Dian Fossey, one of the three original female field-primatologists who worked for the paleoanthropologist Louis Leakey, struck a historical legacy for herself as controversial as it is fascinating. Fossey was the most troubled and militantly conservationist of her contemporaries, and even though she is mostly known for her primatological discoveries regarding gorillas, she should remain stamped into the popular imagination as something more akin to a revolutionary. She fought for the rights of animals, and as payment had her head split open by a machete.
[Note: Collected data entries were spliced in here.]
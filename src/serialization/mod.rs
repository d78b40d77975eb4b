//! CBOR serialization for gate notifications.
//!
//! - `ciborium` encoding, deterministic for identical values
//! - Schema evolution via `#[serde(default)]` on new fields

use serde::{de::DeserializeOwned, Serialize};
use thiserror::Error;

/// Serialization errors.
#[derive(Debug, Error)]
pub enum SerializationError {
    /// CBOR encoding failed.
    #[error("CBOR encoding failed: {0}")]
    Encode(String),

    /// CBOR decoding failed.
    #[error("CBOR decoding failed: {0}")]
    Decode(String),
}

/// Serialize to CBOR bytes.
pub fn to_cbor<T: Serialize>(value: &T) -> Result<Vec<u8>, SerializationError> {
    let mut bytes = Vec::new();
    ciborium::into_writer(value, &mut bytes)
        .map_err(|e| SerializationError::Encode(format!("{:?}", e)))?;
    Ok(bytes)
}

/// Deserialize from CBOR bytes.
pub fn from_cbor<T: DeserializeOwned>(bytes: &[u8]) -> Result<T, SerializationError> {
    ciborium::from_reader(bytes).map_err(|e| SerializationError::Decode(format!("{:?}", e)))
}
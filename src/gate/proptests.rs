//! Property-based tests for the gate state machine
//!
//! Tests for:
//! - Tally: net of accepted votes, one vote per owner
//! - Execution: allowed exactly when tally reaches threshold, at most once
//! - Rejections: leave state untouched

use super::{ApprovalGate, EventKind, GateError, OWNER_COUNT};
use crate::identity::Identity;
use crate::ledger::MockLedger;
use proptest::prelude::*;
use std::collections::HashSet;

fn owners() -> [Identity; OWNER_COUNT] {
    ["p1", "p2", "p3", "p4"].map(Identity::from_label)
}

/// (owner slot, proposal index, affirmative)
fn vote_strategy(proposals: usize) -> impl Strategy<Value = Vec<(usize, usize, bool)>> {
    prop::collection::vec((0..OWNER_COUNT, 0..proposals, any::<bool>()), 0..40)
}

fn block_on<F: std::future::Future>(future: F) -> F::Output {
    tokio::runtime::Builder::new_current_thread()
        .build()
        .unwrap()
        .block_on(future)
}

proptest! {
    /// Property: tally equals accepted affirmative minus accepted negative votes
    #[test]
    fn tally_is_net_of_first_votes(votes in vote_strategy(3)) {
        let owners = owners();
        let mut gate = ApprovalGate::new(owners, 2).unwrap();
        for _ in 0..3 {
            gate.propose(&owners[0], Identity::from_label("t"), 1, vec![]).unwrap();
        }

        let mut seen = HashSet::new();
        let mut expected = [0i64; 3];

        for (slot, index, affirmative) in votes {
            let result = gate.vote(&owners[slot], index, affirmative);
            if seen.insert((slot, index)) {
                prop_assert!(result.is_ok());
                expected[index] += if affirmative { 1 } else { -1 };
            } else {
                prop_assert_eq!(
                    result,
                    Err(GateError::DuplicateVote { owner: owners[slot], index })
                );
            }
        }

        for (index, tally) in expected.iter().enumerate() {
            prop_assert_eq!(gate.get_votes(index), Ok(*tally));
        }
    }

    /// Property: execution succeeds iff tally >= threshold, and only once
    #[test]
    fn execute_respects_threshold(
        threshold in 1u32..=4,
        directions in prop::collection::vec(any::<bool>(), 0..=OWNER_COUNT),
    ) {
        let owners = owners();
        let mut gate = ApprovalGate::new(owners, threshold).unwrap();
        let ledger = MockLedger::new();
        let index = gate.propose(&owners[0], Identity::from_label("t"), 7, vec![1]).unwrap();

        for (owner, affirmative) in owners.iter().zip(&directions) {
            gate.vote(owner, index, *affirmative).unwrap();
        }
        let tally = gate.get_votes(index).unwrap();

        let first = block_on(gate.execute(&owners[1], index, &ledger));
        if tally >= i64::from(threshold) {
            prop_assert!(first.is_ok());
            prop_assert_eq!(ledger.transfers().len(), 1);
            let second = block_on(gate.execute(&owners[2], index, &ledger));
            prop_assert_eq!(second, Err(GateError::AlreadyExecuted(index)));
        } else {
            prop_assert_eq!(
                first,
                Err(GateError::InsufficientVotes { index, tally, threshold })
            );
            prop_assert!(!gate.proposal(index).unwrap().is_executed());
        }

        prop_assert!(ledger.attempts() <= 1);
        let executions = gate
            .events()
            .entries()
            .iter()
            .filter(|e| e.kind() == EventKind::Execute)
            .count();
        prop_assert_eq!(executions, ledger.transfers().len());
    }

    /// Property: calls from non-owners never change state
    #[test]
    fn outsiders_change_nothing(
        label in "[a-z]{1,12}",
        index in 0usize..3,
        affirmative in any::<bool>(),
    ) {
        let owners = owners();
        let outsider = Identity::from_label(&format!("outsider-{}", label));
        prop_assume!(!owners.contains(&outsider));

        let mut gate = ApprovalGate::new(owners, 1).unwrap();
        gate.propose(&owners[0], Identity::from_label("t"), 1, vec![]).unwrap();
        let events_before = gate.events().len();

        prop_assert_eq!(
            gate.propose(&outsider, outsider, 1, vec![]),
            Err(GateError::Unauthorized(outsider))
        );
        prop_assert_eq!(
            gate.vote(&outsider, index, affirmative),
            Err(GateError::Unauthorized(outsider))
        );
        prop_assert_eq!(
            gate.begin_execute(&outsider, index),
            Err(GateError::Unauthorized(outsider))
        );

        prop_assert_eq!(gate.proposal_count(), 1);
        prop_assert_eq!(gate.get_votes(0), Ok(0));
        prop_assert_eq!(gate.events().len(), events_before);
    }
}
However, this isn’t the full portrait of Fossey. She was also, as described by Tunku Varadarajan in the Wall Street Journal, a “racist alcoholic who regarded her gorillas as better than the African people who lived around them.” Indeed, some clarification regarding the Fossey legend has been needed. The Dark Romance of Dian Fossey by Harold T.P. Hayes, based on Fossey’s own correspondence, demystified her as a thoroughly unpleasant person to work with (perhaps even to know), a culturally ignorant Western white woman who felt entitled to call the shots in an African nation, and finally as the practitioner of some violence.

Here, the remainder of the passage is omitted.